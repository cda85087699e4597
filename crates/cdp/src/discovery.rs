//! Target discovery against the browser's `/json` HTTP endpoint.

use std::time::Duration;

use serde::Deserialize;

use crate::error::{CdpError, Result};
use crate::protocol::TargetInfo;

/// Substrings to match against a target's `url` or `title`, case-insensitively.
/// A target matches if either field, when present, contains the corresponding
/// substring; fields left `None` are not checked.
#[derive(Debug, Clone, Default)]
pub struct MatchSpec {
    pub url_contains: Option<String>,
    pub title_contains: Option<String>,
}

impl MatchSpec {
    pub fn is_empty(&self) -> bool {
        self.url_contains.is_none() && self.title_contains.is_none()
    }

    fn matches(&self, target: &TargetInfo) -> bool {
        if target.target_type != "page" {
            return false;
        }
        let url_ok = self
            .url_contains
            .as_ref()
            .map(|s| target.url.to_lowercase().contains(&s.to_lowercase()))
            .unwrap_or(true);
        let title_ok = self
            .title_contains
            .as_ref()
            .map(|s| target.title.to_lowercase().contains(&s.to_lowercase()))
            .unwrap_or(true);
        url_ok && title_ok
    }

    fn describe(&self) -> String {
        format!(
            "url~={:?} title~={:?}",
            self.url_contains, self.title_contains
        )
    }
}

/// Minimal shape of `Browser/Version`, used only to confirm Chrome is up.
#[derive(Debug, Deserialize)]
struct VersionInfo {
    #[serde(rename = "webSocketDebuggerUrl")]
    #[allow(dead_code)]
    web_socket_debugger_url: Option<String>,
}

/// Poll `http://{host}:{port}/json` until a target matches `spec` or
/// `max_wait` elapses. Returns `CdpError::NoTarget` on timeout and
/// `CdpError::ChromeUnreachable` if the endpoint never answers at all.
pub async fn discover_target(
    client: &reqwest::Client,
    host: &str,
    port: u16,
    spec: &MatchSpec,
    max_wait: Duration,
) -> Result<TargetInfo> {
    let list_url = format!("http://{host}:{port}/json");
    let poll_interval = Duration::from_millis(500);
    let deadline = tokio::time::Instant::now() + max_wait;
    let mut ever_reached = false;
    let mut last_err: Option<CdpError> = None;

    loop {
        match list_targets(client, &list_url).await {
            Ok(targets) => {
                ever_reached = true;
                let mut matches: Vec<TargetInfo> =
                    targets.into_iter().filter(|t| spec.matches(t)).collect();
                match matches.len() {
                    0 => {}
                    1 => return Ok(matches.remove(0)),
                    _ => return Err(CdpError::MultipleMatches(spec.describe())),
                }
            }
            Err(e) => last_err = Some(e),
        }

        if tokio::time::Instant::now() >= deadline {
            return if ever_reached {
                Err(CdpError::NoTarget(spec.describe()))
            } else {
                Err(last_err.unwrap_or_else(|| CdpError::ChromeUnreachable(list_url.clone())))
            };
        }
        tokio::time::sleep(poll_interval).await;
    }
}

async fn list_targets(client: &reqwest::Client, list_url: &str) -> Result<Vec<TargetInfo>> {
    let resp = client
        .get(list_url)
        .send()
        .await
        .map_err(|_| CdpError::ChromeUnreachable(list_url.to_string()))?;
    let targets: Vec<TargetInfo> = resp.json().await?;
    Ok(targets)
}

/// Quick reachability probe used by the registry's reachability GC and by
/// `discover_target`'s error classification.
pub async fn probe_version(client: &reqwest::Client, host: &str, port: u16) -> Result<()> {
    let url = format!("http://{host}:{port}/json/version");
    client
        .get(&url)
        .timeout(Duration::from_secs(2))
        .send()
        .await
        .map_err(|_| CdpError::ChromeUnreachable(url))?
        .json::<VersionInfo>()
        .await?;
    Ok(())
}

#[cfg(test)]
mod tests {
    use super::*;

    fn target(url: &str, title: &str, kind: &str) -> TargetInfo {
        TargetInfo {
            target_id: "t1".into(),
            target_type: kind.into(),
            title: title.into(),
            url: url.into(),
            attached: false,
            web_socket_debugger_url: Some("ws://127.0.0.1:9222/devtools/page/t1".into()),
        }
    }

    #[test]
    fn match_spec_filters_non_page_targets() {
        let spec = MatchSpec {
            url_contains: Some("localhost:3000".into()),
            title_contains: None,
        };
        let worker = target("http://localhost:3000/sw.js", "", "service_worker");
        assert!(!spec.matches(&worker));
        let page = target("http://localhost:3000/a", "App", "page");
        assert!(spec.matches(&page));
    }

    #[test]
    fn match_spec_is_case_insensitive() {
        let spec = MatchSpec {
            url_contains: None,
            title_contains: Some("Dashboard".into()),
        };
        let page = target("http://x", "My DASHBOARD View", "page");
        assert!(spec.matches(&page));
    }

    #[test]
    fn empty_spec_matches_any_page() {
        let spec = MatchSpec::default();
        assert!(spec.matches(&target("http://x", "", "page")));
    }
}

WHAT TO DO:
Extract all of the data exactly as written.

COMPLETED EXERCISE:
repository cda85087699e4597
filename crates/cdp/src/discovery.rs
//! Target discovery against the browser's `/json` HTTP endpoint.

use std::time::Duration;

use serde::Deserialize;

use crate::error::{CdpError, Result};
use crate::protocol::TargetInfo;

/// Substrings to match against a target's `url` or `title`, case-insensitively.
/// A target matches if either field, when present, contains the corresponding
/// substring; fields left `None` are not checked.
#[derive(Debug, Clone, Default)]
pub struct MatchSpec {
    pub url_contains: Option<String>,
    pub title_contains: Option<String>,
}

impl MatchSpec {
    pub fn is_empty(&self) -> bool {
        self.url_contains.is_none() && self.title_contains.is_none()
    }

    fn matches(&self, target: &TargetInfo) -> bool {
        if target.target_type != "page" {
            return false;
        }
        let url_ok = self
            .url_contains
            .as_ref()
            .map(|s| target.url.to_lowercase().contains(&s.to_lowercase()))
            .unwrap_or(true);
        let title_ok = self
            .title_contains
            .as_ref()
            .map(|s| target.title.to_lowercase().contains(&s.to_lowercase()))
            .unwrap_or(true);
        url_ok && title_ok
    }

    fn describe(&self) -> String {
        format!(
            "url~={:?} title~={:?}",
            self.url_contains, self.title_contains
        )
    }
}

/// Minimal shape of `Browser/Version`, used only to confirm Chrome is up.
#[derive(Debug, Deserialize)]
struct VersionInfo {
    #[serde(rename = "webSocketDebuggerUrl")]
    #[allow(dead_code)]
    web_socket_debugger_url: Option<String>,
}

/// Poll `http://{host}:{port}/json` until a target matches `spec` or
/// `max_wait` elapses. Returns `CdpError::NoTarget` on timeout and
/// `CdpError::ChromeUnreachable` if the endpoint never answers at all.
pub async fn discover_target(
    client: &reqwest::Client,
    host: &str,
    port: u16,
    spec: &MatchSpec,
    max_wait: Duration,
) -> Result<TargetInfo> {
    let list_url = format!("http://{host}:{port}/json");
    let poll_interval = Duration::from_millis(500);
    let deadline = tokio::time::Instant::now() + max_wait;
    let mut ever_reached = false;
    let mut last_err: Option<CdpError> = None;

    loop {
        match list_targets(client, &list_url).await {
            Ok(targets) => {
                ever_reached = true;
                let mut matches: Vec<TargetInfo> =
                    targets.into_iter().filter(|t| spec.matches(t)).collect();
                match matches.len() {
                    0 => {}
                    1 => return Ok(matches.remove(0)),
                    _ => return Err(CdpError::MultipleMatches(spec.describe())),
                }
            }
            Err(e) => last_err = Some(e),
        }

        if tokio::time::Instant::now() >= deadline {
            return if ever_reached {
                Err(CdpError::NoTarget(spec.describe()))
            } else {
                Err(last_err.unwrap_or_else(|| CdpError::ChromeUnreachable(list_url.clone())))
            };
        }
        tokio::time::sleep(poll_interval).await;
    }
}

async fn list_targets(client: &reqwest::Client, list_url: &str) -> Result<Vec<TargetInfo>> {
    let resp = client
        .get(list_url)
        .send()
        .await
        .map_err(|_| CdpError::ChromeUnreachable(list_url.to_string()))?;
    let targets: Vec<TargetInfo> = resp.json().await?;
    Ok(targets)
}

/// Quick reachability probe used by the registry's reachability GC and by
/// `discover_target`'s error classification.
pub async fn probe_version(client: &reqwest::Client, host: &str, port: u16) -> Result<()> {
    let url = format!("http://{host}:{port}/json/version");
    client
        .get(&url)
        .timeout(Duration::from_secs(2))
        .send()
        .await
        .map_err(|_| CdpError::ChromeUnreachable(url))?
        .json::<VersionInfo>()
        .await?;
    Ok(())
}

#[cfg(test)]
mod tests {
    use super::*;

    fn target(url: &str, title: &str, kind: &str) -> TargetInfo {
        TargetInfo {
            target_id: "t1".into(),
            target_type: kind.into(),
            title: title.into(),
            url: url.into(),
            attached: false,
            web_socket_debugger_url: Some("ws://127.0.0.1:9222/devtools/page/t1".into()),
        }
    }

    #[test]
    fn match_spec_filters_non_page_targets() {
        let spec = MatchSpec {
            url_contains: Some("localhost:3000".into()),
            title_contains: None,
        };
        let worker = target("http://localhost:3000/sw.js", "", "service_worker");
        assert!(!spec.matches(&worker));
        let page = target("http://localhost:3000/a", "App", "page");
        assert!(spec.matches(&page));
    }

    #[test]
    fn match_spec_is_case_insensitive() {
        let spec = MatchSpec {
            url_contains: None,
            title_contains: Some("Dashboard".into()),
        };
        let page = target("http://x", "My DASHBOARD View", "page");
        assert!(spec.matches(&page));
    }

    #[test]
    fn empty_spec_matches_any_page() {
        let spec = MatchSpec::default();
        assert!(spec.matches(&target("http://x", "", "page")));
    }
}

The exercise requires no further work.